Have you tested with the latest version of Podman and have you checked the Podman Troubleshooting Guide? (https://github.com/containers/podman/blob/master/troubleshooting.md)

No

Additional environment details (AWS, VirtualBox, physical, etc.):

KVM, VirtualMachineManager

rhatdan commented 3 years ago

If you point TMPDIR environment variable at that location, does everything work ok?

rhatdan commented 3 years ago

One issue with pointing TMPDIR at /var/tmp is we get guaranteed cleanup from systemd at some point. Pointing at our own tmp means we need to pay attention to it. (Hint we don't).

akostadinov commented 3 years ago

TMPDIR works. But then you have to have storage space on root filesystem as well on specially mounted container filesystem. For example oracle image is around 4GB and it can't fit standard fedora qcow2 image. Also if TMPDIR is used then still user has to deal with clean-up.

rhatdan commented 3 years ago

@mtrmac @mheon @vrothberg @nalind WDYT?

mtrmac commented 3 years ago

TMPDIR, as well as its default value, is now documented in man pages; so that’s a fairly good reason why users should expect it to be used.

I don’t care much at all what the default should be, but I’m not much of a fan of changing the default now that it exists; this can easily break someone’s carefully-tuned quotas / carefully-tested resiliency of existing workloads vs. pulling unexpectedly-large images.

It might be worth considering if there were other benefits (e.g. maybe integrating this with c/storage’s cleanup of orphaned partial layers — OTOH I’m not sure that would be even possible), or if operational experience strongly suggested that sharing a quota is preferable, but we would have to spend quite some effort to communicate the change (or perhaps even wait for a major version break).

rhatdan commented 3 years ago

One thing we could to is add it to containers.conf, so that we could setup something like

# Default location for storing temporary container image content,  Can be overriden with the TMPDIR environment 
# variable.  If you specify "storage", then the location of the container/storage tmp directory will be used.
# storage_tmp_dir="storage"
storage_tmp_dir="/var/tmp"

And then allow users to override this field. That way we ensure backwords compatibility.

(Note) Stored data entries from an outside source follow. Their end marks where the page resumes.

//! Controller → host response lines
//!
//! Every response is a fixed text line. Data offload is the only
//! multi-line reply: `BEGIN_DATA`, the raw log bytes, then `END_DATA`.

use crate::command::CommandError;
use crate::line::LineError;

/// Error reported to the host as an `ERR:` line
#[derive(Debug, Clone, Copy, PartialEq, Eq)]
#[cfg_attr(feature = "defmt", derive(defmt::Format))]
pub enum ErrorCode {
    UnknownCommand,
    InvalidType,
    InvalidTime,
    BufferOverflow,
    StorageFault,
    LogFull,
}

impl ErrorCode {
    /// Full response line, without terminator
    pub fn as_str(&self) -> &'static str {
        match self {
            ErrorCode::UnknownCommand => "ERR: Unknown Command",
            ErrorCode::InvalidType => "ERR: Invalid Type",
            ErrorCode::InvalidTime => "ERR: Invalid Time",
            ErrorCode::BufferOverflow => "ERR: Buffer Overflow",
            ErrorCode::StorageFault => "ERR: Storage Fault",
            ErrorCode::LogFull => "ERR: Log Full",
        }
    }
}

impl From<CommandError> for ErrorCode {
    fn from(e: CommandError) -> Self {
        match e {
            CommandError::UnknownCommand => ErrorCode::UnknownCommand,
            CommandError::InvalidType => ErrorCode::InvalidType,
            CommandError::InvalidTime => ErrorCode::InvalidTime,
        }
    }
}

impl From<LineError> for ErrorCode {
    fn from(e: LineError) -> Self {
        match e {
            LineError::Overflow => ErrorCode::BufferOverflow,
        }
    }
}

/// Single response line
#[derive(Debug, Clone, Copy, PartialEq, Eq)]
#[cfg_attr(feature = "defmt", derive(defmt::Format))]
pub enum Response {
    Ok,
    Pong,
    /// Ramp run reached its duration
    TestComplete,
    /// Log offload follows
    BeginData,
    /// Log offload finished
    EndData,
    Error(ErrorCode),
}

impl Response {
    /// Response line, without terminator
    pub fn as_str(&self) -> &'static str {
        match self {
            Response::Ok => "OK",
            Response::Pong => "PONG",
            Response::TestComplete => "TEST_COMPLETE",
            Response::BeginData => "BEGIN_DATA",
            Response::EndData => "END_DATA",
            Response::Error(code) => code.as_str(),
        }
    }

    /// Recognise a response line (host side and tests)
    pub fn from_line(line: &str) -> Option<Self> {
        let response = match line.trim_end_matches(['\r', '\n']) {
            "OK" => Response::Ok,
            "PONG" => Response::Pong,
            "TEST_COMPLETE" => Response::TestComplete,
            "BEGIN_DATA" => Response::BeginData,
            "END_DATA" => Response::EndData,
            "ERR: Unknown Command" => Response::Error(ErrorCode::UnknownCommand),
            "ERR: Invalid Type" => Response::Error(ErrorCode::InvalidType),
            "ERR: Invalid Time" => Response::Error(ErrorCode::InvalidTime),
            "ERR: Buffer Overflow" => Response::Error(ErrorCode::BufferOverflow),
            "ERR: Storage Fault" => Response::Error(ErrorCode::StorageFault),
            "ERR: Log Full" => Response::Error(ErrorCode::LogFull),
            _ => return None,
        };
        Some(response)
    }
}

impl From<ErrorCode> for Response {
    fn from(code: ErrorCode) -> Self {
        Response::Error(code)
    }
}
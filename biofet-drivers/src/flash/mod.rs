//! Flash storage drivers

pub mod w25q;

#[cfg(test)]
mod emulator;

pub use w25q::{W25q, W25qConfig};
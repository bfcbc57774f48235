//! GPIO adapters for STM32F4
//!
//! Thin wrappers giving embassy-stm32 pins the `biofet-hal` pin traits.

use biofet_hal::gpio::{InputPin, OutputPin};
use embassy_stm32::gpio::{Input, Output};

/// Push-pull output, used for device select lines
pub struct OutputLine<'d> {
    pin: Output<'d>,
}

impl<'d> OutputLine<'d> {
    pub fn new(pin: Output<'d>) -> Self {
        Self { pin }
    }
}

impl OutputPin for OutputLine<'_> {
    fn set_high(&mut self) {
        self.pin.set_high();
    }

    fn set_low(&mut self) {
        self.pin.set_low();
    }
}

/// Digital input, used for the boot-mode strap
pub struct InputLine<'d> {
    pin: Input<'d>,
}

impl<'d> InputLine<'d> {
    pub fn new(pin: Input<'d>) -> Self {
        Self { pin }
    }
}

impl InputPin for InputLine<'_> {
    fn is_high(&self) -> bool {
        self.pin.is_high()
    }
}
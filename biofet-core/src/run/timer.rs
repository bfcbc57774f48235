//! Run timing
//!
//! Output refresh and sample logging run on independent periods measured
//! from the same millisecond counter.

/// Fixed-period gate
///
/// Fires on the first poll, then once per period on a grid anchored at
/// that first poll, so late polls do not shift later slots. After a stall
/// of two periods or more it fires once and restarts the grid.
#[derive(Debug, Clone, Copy, PartialEq, Eq)]
#[cfg_attr(feature = "defmt", derive(defmt::Format))]
pub struct Interval {
    period_ms: u32,
    /// Grid slot of the last firing
    last_ms: Option<u32>,
}

impl Interval {
    pub fn new(period_ms: u32) -> Self {
        Self {
            period_ms,
            last_ms: None,
        }
    }

    /// Check whether the next slot has been reached, and advance if so
    pub fn poll(&mut self, now_ms: u32) -> bool {
        let Some(last) = self.last_ms else {
            self.last_ms = Some(now_ms);
            return true;
        };

        let since = now_ms.wrapping_sub(last);
        if since < self.period_ms {
            return false;
        }

        let next = if since >= self.period_ms.saturating_mul(2) {
            now_ms
        } else {
            last.wrapping_add(self.period_ms)
        };
        self.last_ms = Some(next);
        true
    }
}

/// Timing state of one run
#[derive(Debug, Clone, Copy, PartialEq, Eq)]
#[cfg_attr(feature = "defmt", derive(defmt::Format))]
pub struct RunTimer {
    start_ms: u32,
    update: Interval,
    log: Interval,
}

impl RunTimer {
    /// Start timing a run at `now_ms`
    pub fn start(now_ms: u32, update_interval_ms: u32, log_interval_ms: u32) -> Self {
        Self {
            start_ms: now_ms,
            update: Interval::new(update_interval_ms),
            log: Interval::new(log_interval_ms),
        }
    }

    /// Milliseconds since the run started
    pub fn elapsed_ms(&self, now_ms: u32) -> u32 {
        now_ms.wrapping_sub(self.start_ms)
    }

    /// Check whether the outputs are due for a refresh
    pub fn update_due(&mut self, now_ms: u32) -> bool {
        self.update.poll(now_ms)
    }

    /// Check whether a sample is due
    pub fn log_due(&mut self, now_ms: u32) -> bool {
        self.log.poll(now_ms)
    }
}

akostadinov commented 3 years ago

It will be a good start. And also point at this setting from wherever graphRoot is documented. Honestly I can't find where graphRoot is officially documented.

Funnily Duckduckgo only shows me oracle docs which do not mention TMPDIR.

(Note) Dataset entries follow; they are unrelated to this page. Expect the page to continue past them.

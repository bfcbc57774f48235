//! Hardware driver implementations
//!
//! This crate provides concrete implementations of the device traits
//! defined in `biofet-hal`:
//!
//! - Flash storage (W25Q32 SPI NOR flash)

#![cfg_attr(not(test), no_std)]
#![deny(unsafe_code)]

pub mod flash;
//! Build script for biofet-firmware
//!
//! embassy-stm32's `memory-x` feature provides the chip's memory.x; this
//! only adds the linker scripts.

fn main() {
    println!("cargo:rustc-link-arg-bins=--nmagic");
    println!("cargo:rustc-link-arg-bins=-Tlink.x");
    println!("cargo:rustc-link-arg-bins=-Tdefmt.x");
    println!("cargo:rerun-if-changed=build.rs");
}
//! Sample log records
//!
//! One record per line: `<elapsedMs>,<primaryV>,<secondaryV>\n`, voltages
//! with three decimals. Records are plain ASCII so they never contain an
//! erased (0xFF) byte.

use core::fmt::Write;
use heapless::String;

/// Longest encoded record
pub const MAX_SAMPLE_LEN: usize = 48;

/// One encoded record, terminator included
pub type SampleLine = String<MAX_SAMPLE_LEN>;

/// Logged sample
#[derive(Debug, Clone, Copy, PartialEq)]
#[cfg_attr(feature = "defmt", derive(defmt::Format))]
pub struct SampleRecord {
    /// Milliseconds since the run started
    pub elapsed_ms: u32,
    /// Primary channel voltage
    pub primary_v: f32,
    /// Secondary channel voltage
    pub secondary_v: f32,
}

impl SampleRecord {
    /// Encode as a log line
    ///
    /// Fails only if a voltage is too large to fit the line.
    pub fn encode(&self) -> Result<SampleLine, core::fmt::Error> {
        let mut line = SampleLine::new();
        writeln!(
            line,
            "{},{:.3},{:.3}",
            self.elapsed_ms, self.primary_v, self.secondary_v
        )?;
        Ok(line)
    }

    #[cfg(test)]
    pub(crate) fn decode(line: &str) -> Option<Self> {
        let mut fields = line.trim_end().split(',');
        let elapsed_ms = fields.next()?.parse().ok()?;
        let primary_v = fields.next()?.parse().ok()?;
        let secondary_v = fields.next()?.parse().ok()?;
        if fields.next().is_some() {
            return None;
        }
        Some(Self {
            elapsed_ms,
            primary_v,
            secondary_v,
        })
    }
}
//! UART serial communication abstractions
//!
//! Transmit side of the command link. The link is an asynchronous
//! byte-oriented serial line, 8 data bits, no parity, 1 stop bit.

/// UART transmitter
pub trait UartTx {
    /// Error type for transmit operations
    type Error;

    /// Write data to the UART
    ///
    /// Blocks until all data has been written or an error occurs.
    fn write_blocking(&mut self, data: &[u8]) -> Result<(), Self::Error>;

    /// Flush any buffered data
    fn flush(&mut self) -> Result<(), Self::Error>;

    /// Write one text line terminated by `\n`
    fn write_line(&mut self, line: &str) -> Result<(), Self::Error> {
        self.write_blocking(line.as_bytes())?;
        self.write_blocking(b"\n")
    }
}

/// UART configuration
#[derive(Debug, Clone, Copy)]
pub struct UartConfig {
    /// Baud rate in bits per second
    pub baudrate: u32,
    /// Number of data bits (typically 8)
    pub data_bits: DataBits,
    /// Parity mode
    pub parity: Parity,
    /// Number of stop bits
    pub stop_bits: StopBits,
}

/// Number of data bits per frame
#[derive(Debug, Clone, Copy, PartialEq, Eq)]
pub enum DataBits {
    Seven,
    Eight,
    Nine,
}

/// Parity mode
#[derive(Debug, Clone, Copy, PartialEq, Eq)]
pub enum Parity {
    None,
    Even,
    Odd,
}

/// Number of stop bits
#[derive(Debug, Clone, Copy, PartialEq, Eq)]
pub enum StopBits {
    One,
    Two,
}
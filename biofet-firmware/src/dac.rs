//! Analog output stand-in
//!
//! The bench board has no DAC fitted yet. Commanded voltages are kept and
//! logged when they change so a run can be followed over RTT.

use biofet_core::traits::{AnalogOutput, OutputChannel};
use defmt::*;

/// Change below which a new command is not logged
const LOG_STEP_V: f32 = 0.05;

pub struct LoggedDac {
    primary_v: f32,
    secondary_v: f32,
}

impl LoggedDac {
    pub const fn new() -> Self {
        Self {
            primary_v: 0.0,
            secondary_v: 0.0,
        }
    }
}

impl AnalogOutput for LoggedDac {
    fn set_voltage(&mut self, channel: OutputChannel, volts: f32) {
        let last = match channel {
            OutputChannel::Primary => &mut self.primary_v,
            OutputChannel::Secondary => &mut self.secondary_v,
        };

        let step = if volts > *last { volts - *last } else { *last - volts };
        // Always report a return to 0 V
        if step >= LOG_STEP_V || (volts == 0.0 && *last != 0.0) {
            debug!("DAC {}: {} V", channel, volts);
        }
        *last = volts;
    }
}
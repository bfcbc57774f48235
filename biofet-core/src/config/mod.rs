//! Configuration types
//!
//! Board-agnostic configuration structures and the fixed-width record used
//! to persist them in the config sector.

pub mod record;
pub mod types;

pub use record::{RecordError, CONFIG_MAGIC, RECORD_LEN};
pub use types::*;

And man podman pull does not show anything about graphRoot.

btw I find it a very remote possibility that somebody relies on TMPDIR default being outside graphRoot. If anybody changed it, it would most likely be because they didn't want to burden their root filesystem with container data. If that temporary storage used the regular data storage location, and it didn't leave orphan tmp data, then it's very unlikely IMO that somebody would care.

On the other hand one has to lose a lot of time figuring out why some data is here, some data not and where exactly data goes and why (at least it took me a good amount of time as well after 3 months I probably would forget the details and could be bitten by that again). My observation on docker is that it keeps everything under one storage directory unless I'm missing something.

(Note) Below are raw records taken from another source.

//! Winbond W25Q32 SPI NOR flash driver
//!
//! 4 MiB serial flash with 4 KiB erase sectors and 256-byte program pages.
//!
//! # SPI Protocol
//!
//! Every command is one chip-select framed transaction:
//! - Opcode byte
//! - 24-bit address, big-endian (read/program/erase only)
//! - Data phase (read or program only)
//!
//! Erase and program complete in the background. The device reports
//! progress in the BUSY bit of status register 1 and clears the write
//! enable latch when done, so every erase/program is bracketed as:
//!
//! 1. poll BUSY until clear
//! 2. WRITE ENABLE
//! 3. the erase/program command
//! 4. poll BUSY until clear
//!
//! Polling is bounded by per-operation timeouts from [`W25qConfig`] and
//! fails with [`FlashError::Timeout`] instead of blocking forever.

use biofet_hal::flash::{check_range, crosses_page, sector_base, FlashError, JedecId, NorFlash};
use biofet_hal::select::ChipSelect;
use biofet_hal::spi::SpiBus;
use embedded_hal::delay::DelayNs;

/// W25Q command opcodes
pub mod cmd {
    /// Set the write enable latch
    pub const WRITE_ENABLE: u8 = 0x06;
    /// Read status register 1
    pub const READ_STATUS_1: u8 = 0x05;
    /// Read data (up to 50 MHz)
    pub const READ_DATA: u8 = 0x03;
    /// Program up to one page
    pub const PAGE_PROGRAM: u8 = 0x02;
    /// Erase one 4 KiB sector
    pub const SECTOR_ERASE: u8 = 0x20;
    /// Erase the whole array
    pub const CHIP_ERASE: u8 = 0xC7;
    /// Read manufacturer / device id
    pub const JEDEC_ID: u8 = 0x9F;
}

/// Status register 1: erase or program in progress
pub const STATUS_BUSY: u8 = 0x01;

/// Status register 1: write enable latch
pub const STATUS_WEL: u8 = 0x02;

/// Timing limits for busy polling
#[derive(Debug, Clone, Copy)]
#[cfg_attr(feature = "defmt", derive(defmt::Format))]
pub struct W25qConfig {
    /// Wait for a previous operation before issuing a new command
    pub ready_timeout_ms: u32,
    /// Page program completion
    pub page_program_timeout_ms: u32,
    /// Sector erase completion
    pub sector_erase_timeout_ms: u32,
    /// Chip erase completion
    pub chip_erase_timeout_ms: u32,
    /// Delay between status reads
    pub poll_interval_us: u32,
}

impl Default for W25qConfig {
    fn default() -> Self {
        // Datasheet maximums: tPP 3 ms, tSE 400 ms, tCE 100 s
        Self {
            ready_timeout_ms: 10,
            page_program_timeout_ms: 10,
            sector_erase_timeout_ms: 500,
            chip_erase_timeout_ms: 120_000,
            poll_interval_us: 100,
        }
    }
}

impl W25qConfig {
    /// Number of status polls that fit in `timeout_ms`
    fn max_polls(&self, timeout_ms: u32) -> u32 {
        let interval = self.poll_interval_us.max(1);
        (timeout_ms.saturating_mul(1000) / interval).max(1)
    }
}

/// Build an opcode + 24-bit address header
fn command_with_address(opcode: u8, addr: u32) -> [u8; 4] {
    [opcode, (addr >> 16) as u8, (addr >> 8) as u8, addr as u8]
}

/// W25Q32 driver
pub struct W25q<SPI, CS, D> {
    spi: SPI,
    cs: CS,
    delay: D,
    config: W25qConfig,
}

impl<SPI, CS, D> W25q<SPI, CS, D>
where
    SPI: SpiBus,
    CS: ChipSelect,
    D: DelayNs,
{
    /// Create a new driver
    ///
    /// The select line should already be released.
    pub fn new(spi: SPI, cs: CS, delay: D, config: W25qConfig) -> Self {
        Self {
            spi,
            cs,
            delay,
            config,
        }
    }

    #[cfg(test)]
    fn release(self) -> (SPI, CS, D) {
        (self.spi, self.cs, self.delay)
    }

    /// Read status register 1
    fn read_status(&mut self) -> Result<u8, FlashError> {
        let mut status = [0u8; 1];
        self.transaction(|spi| {
            spi.write(&[cmd::READ_STATUS_1])?;
            spi.read(&mut status)
        })?;
        Ok(status[0])
    }

    /// Poll BUSY until it clears or `timeout_ms` passes
    fn wait_ready(&mut self, timeout_ms: u32) -> Result<(), FlashError> {
        for _ in 0..self.config.max_polls(timeout_ms) {
            if self.read_status()? & STATUS_BUSY == 0 {
                return Ok(());
            }
            self.delay.delay_us(self.config.poll_interval_us);
        }

        if self.read_status()? & STATUS_BUSY == 0 {
            Ok(())
        } else {
            Err(FlashError::Timeout)
        }
    }

    fn write_enable(&mut self) -> Result<(), FlashError> {
        self.transaction(|spi| spi.write(&[cmd::WRITE_ENABLE]))
    }

    /// Run one select-framed transaction
    ///
    /// The select line is released even when the transfer fails.
    fn transaction<R>(
        &mut self,
        f: impl FnOnce(&mut SPI) -> Result<R, SPI::Error>,
    ) -> Result<R, FlashError> {
        self.cs.select().map_err(|_| FlashError::Select)?;
        let result = f(&mut self.spi);
        let released = self.cs.deselect();

        let value = result.map_err(|_| FlashError::Bus)?;
        released.map_err(|_| FlashError::Select)?;
        Ok(value)
    }
}

impl<SPI, CS, D> NorFlash for W25q<SPI, CS, D>
where
    SPI: SpiBus,
    CS: ChipSelect,
    D: DelayNs,
{
    const CAPACITY: u32 = 0x40_0000;
    const SECTOR_SIZE: u32 = 4096;
    const PAGE_SIZE: u32 = 256;

    fn read_id(&mut self) -> Result<JedecId, FlashError> {
        let mut id = [0u8; 3];
        self.transaction(|spi| {
            spi.write(&[cmd::JEDEC_ID])?;
            spi.read(&mut id)
        })?;
        Ok(JedecId::from_bytes(id))
    }

    fn read(&mut self, addr: u32, buf: &mut [u8]) -> Result<(), FlashError> {
        check_range(addr, buf.len(), Self::CAPACITY)?;
        if buf.is_empty() {
            return Ok(());
        }

        self.wait_ready(self.config.ready_timeout_ms)?;
        self.transaction(|spi| {
            spi.write(&command_with_address(cmd::READ_DATA, addr))?;
            spi.read(buf)
        })
    }

    fn erase_sector(&mut self, addr: u32) -> Result<(), FlashError> {
        check_range(addr, 1, Self::CAPACITY)?;
        let header = command_with_address(cmd::SECTOR_ERASE, sector_base(addr, Self::SECTOR_SIZE));

        self.wait_ready(self.config.ready_timeout_ms)?;
        self.write_enable()?;
        self.transaction(|spi| spi.write(&header))?;
        self.wait_ready(self.config.sector_erase_timeout_ms)
    }

    fn erase_chip(&mut self) -> Result<(), FlashError> {
        self.wait_ready(self.config.ready_timeout_ms)?;
        self.write_enable()?;
        self.transaction(|spi| spi.write(&[cmd::CHIP_ERASE]))?;
        self.wait_ready(self.config.chip_erase_timeout_ms)
    }

    fn program_page(&mut self, addr: u32, data: &[u8]) -> Result<(), FlashError> {
        check_range(addr, data.len(), Self::CAPACITY)?;
        if crosses_page(addr, data.len(), Self::PAGE_SIZE) {
            return Err(FlashError::PageBoundary);
        }
        if data.is_empty() {
            return Ok(());
        }

        self.wait_ready(self.config.ready_timeout_ms)?;
        self.write_enable()?;
        self.transaction(|spi| {
            spi.write(&command_with_address(cmd::PAGE_PROGRAM, addr))?;
            spi.write(data)
        })?;
        self.wait_ready(self.config.page_program_timeout_ms)
    }
}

github-actions[bot] commented 3 years ago

A friendly reminder that this issue had no activity for 30 days.

mtrmac commented 3 years ago

And man podman pull does not show anything about graphRoot.

That’s what I would expect right now, when it does not use graphRoot for temporary files.

btw I find it a very remote possibility that somebody relies on TMPDIR default being outside graphRoot.

The documentation does talk about TMPDIR though, see https://github.com/containers/podman/blob/main/docs/source/markdown/podman-pull.1.md . And that came from https://github.com/containers/podman/pull/5412 , which points to actual users’ report of needing that setting. So there’s at least one person that relies on that.

akostadinov commented 3 years ago

Users would need to use TMPDIR, no wonder. I'm not suggesting to remove this ability.

I'm suggesting to have a better and expected default. At least make this configurable (as Dan suggested) in configuration file so that this environment variable does not need to be set.